## Given records
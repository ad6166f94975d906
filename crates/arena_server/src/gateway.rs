//! Connection gateway: the single event loop in front of the registry.
//!
//! Transport tasks never touch the registry. They push [`GatewayEvent`]s
//! through a [`GatewayHandle`], and one task runs [`Gateway::run`], which
//! handles each event to completion before taking the next. Outbound
//! messages go back through the per-connection channel registered on
//! connect.

use crate::error::SessionError;
use crate::identity::ConnectionId;
use crate::protocol::{ClientMessage, ServerMessage};
use crate::registry::{Dispatch, SessionRegistry};
use derive_more::{Display, Error};
use std::collections::HashMap;
use std::sync::Arc;
use std::sync::atomic::{AtomicU64, Ordering};
use tokio::sync::mpsc;
use tokio::task::JoinHandle;
use tracing::{debug, info, instrument, warn};

/// Something that happened on a connection.
#[derive(Debug)]
pub enum GatewayEvent {
    /// A connection opened; `outbound` receives its messages.
    Connected {
        /// New connection.
        conn: ConnectionId,
        /// Sender half of the connection's outbound queue.
        outbound: mpsc::UnboundedSender<ServerMessage>,
    },
    /// A client frame arrived.
    Inbound {
        /// Sender.
        conn: ConnectionId,
        /// Parsed frame.
        message: ClientMessage,
    },
    /// The connection closed or failed.
    Disconnected {
        /// The lost connection.
        conn: ConnectionId,
    },
}

/// Gateway error with location tracking.
#[derive(Debug, Clone, Display, Error)]
#[display("Gateway error: {} at {}:{}", message, file, line)]
pub struct GatewayError {
    /// Error message.
    pub message: String,
    /// Line number where error occurred.
    pub line: u32,
    /// Source file where error occurred.
    pub file: &'static str,
}

impl GatewayError {
    /// Creates a new gateway error with caller location tracking.
    #[track_caller]
    #[instrument(skip(message))]
    pub fn new(message: impl Into<String>) -> Self {
        let loc = std::panic::Location::caller();
        Self {
            message: message.into(),
            line: loc.line(),
            file: loc.file(),
        }
    }
}

/// Owns the registry and the outbound side of every connection.
#[derive(Debug)]
pub struct Gateway {
    registry: SessionRegistry,
    connections: HashMap<ConnectionId, mpsc::UnboundedSender<ServerMessage>>,
}

impl Gateway {
    /// Wraps a registry.
    #[instrument(skip(registry))]
    pub fn new(registry: SessionRegistry) -> Self {
        info!("Creating connection gateway");
        Self {
            registry,
            connections: HashMap::new(),
        }
    }

    /// Returns the registry.
    pub fn registry(&self) -> &SessionRegistry {
        &self.registry
    }

    /// Number of open connections.
    pub fn connection_count(&self) -> usize {
        self.connections.len()
    }

    /// Starts the event loop on its own task.
    pub fn spawn(self) -> (GatewayHandle, JoinHandle<Self>) {
        let (tx, rx) = mpsc::unbounded_channel();
        let handle = GatewayHandle {
            events: tx,
            next_conn: Arc::new(AtomicU64::new(1)),
        };
        let task = tokio::spawn(self.run(rx));
        (handle, task)
    }

    /// Handles events until every [`GatewayHandle`] is dropped, then
    /// returns the gateway.
    pub async fn run(mut self, mut events: mpsc::UnboundedReceiver<GatewayEvent>) -> Self {
        info!("Gateway event loop started");
        while let Some(event) = events.recv().await {
            self.handle(event);
        }
        info!("Gateway event loop stopped");
        self
    }

    /// Processes one event to completion.
    #[instrument(skip(self, event))]
    pub fn handle(&mut self, event: GatewayEvent) {
        match event {
            GatewayEvent::Connected { conn, outbound } => {
                info!(conn = %conn, "Player connected");
                self.connections.insert(conn, outbound);
            }
            GatewayEvent::Inbound { conn, message } => {
                debug!(conn = %conn, ?message, "Inbound event");
                match self.route(conn, message) {
                    Ok(dispatches) => self.deliver(dispatches),
                    Err(e) => {
                        warn!(conn = %conn, error = %e, "Request rejected");
                        self.deliver(vec![Dispatch::new(conn, ServerMessage::error(e.to_string()))]);
                    }
                }
            }
            GatewayEvent::Disconnected { conn } => {
                info!(conn = %conn, "Player disconnected");
                self.connections.remove(&conn);
                let dispatches = self.registry.disconnect(conn);
                self.deliver(dispatches);
            }
        }
    }

    fn route(&mut self, conn: ConnectionId, message: ClientMessage) -> Result<Vec<Dispatch>, SessionError> {
        match message {
            ClientMessage::JoinQueue(request) => {
                let request = request.unwrap_or_default();
                self.registry.join_queue(conn, request.profile)
            }
            ClientMessage::PlayComputer(request) => {
                let request = request.unwrap_or_default();
                self.registry.play_computer(conn, request.profile, request.mark)
            }
            ClientMessage::MakeMove { room_id, index } => {
                self.registry.make_move(conn, &room_id, index)
            }
            ClientMessage::ResetGame => self.registry.reset(conn),
            ClientMessage::LeaveGame => Ok(self.registry.leave(conn)),
            ClientMessage::LeaveQueue => Ok(self.registry.leave_queue(conn)),
        }
    }

    fn deliver(&self, dispatches: Vec<Dispatch>) {
        for Dispatch { to, message } in dispatches {
            match self.connections.get(&to) {
                Some(outbound) => {
                    if outbound.send(message).is_err() {
                        debug!(conn = %to, "Outbound channel closed, dropping message");
                    }
                }
                None => debug!(conn = %to, "No connection for dispatch"),
            }
        }
    }
}

/// Cloneable entry point for transport tasks.
#[derive(Debug, Clone)]
pub struct GatewayHandle {
    events: mpsc::UnboundedSender<GatewayEvent>,
    next_conn: Arc<AtomicU64>,
}

impl GatewayHandle {
    /// Registers a new connection and returns its id and outbound queue.
    ///
    /// # Errors
    ///
    /// Returns [`GatewayError`] if the event loop has stopped.
    #[instrument(skip(self))]
    pub fn connect(
        &self,
    ) -> Result<(ConnectionId, mpsc::UnboundedReceiver<ServerMessage>), GatewayError> {
        let conn = ConnectionId::new(self.next_conn.fetch_add(1, Ordering::Relaxed));
        let (outbound, rx) = mpsc::unbounded_channel();
        self.push(GatewayEvent::Connected { conn, outbound })?;
        Ok((conn, rx))
    }

    /// Forwards a client frame.
    ///
    /// # Errors
    ///
    /// Returns [`GatewayError`] if the event loop has stopped.
    pub fn send(&self, conn: ConnectionId, message: ClientMessage) -> Result<(), GatewayError> {
        self.push(GatewayEvent::Inbound { conn, message })
    }

    /// Reports a closed connection.
    ///
    /// # Errors
    ///
    /// Returns [`GatewayError`] if the event loop has stopped.
    pub fn disconnect(&self, conn: ConnectionId) -> Result<(), GatewayError> {
        self.push(GatewayEvent::Disconnected { conn })
    }

    fn push(&self, event: GatewayEvent) -> Result<(), GatewayError> {
        self.events
            .send(event)
            .map_err(|_| GatewayError::new("Gateway event loop has stopped"))
    }
}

## What the exercise asks
Look for the string "where" in the data above and return every line that has it.

## Completed task
    /// Line number where error occurred.
    /// Source file where error occurred.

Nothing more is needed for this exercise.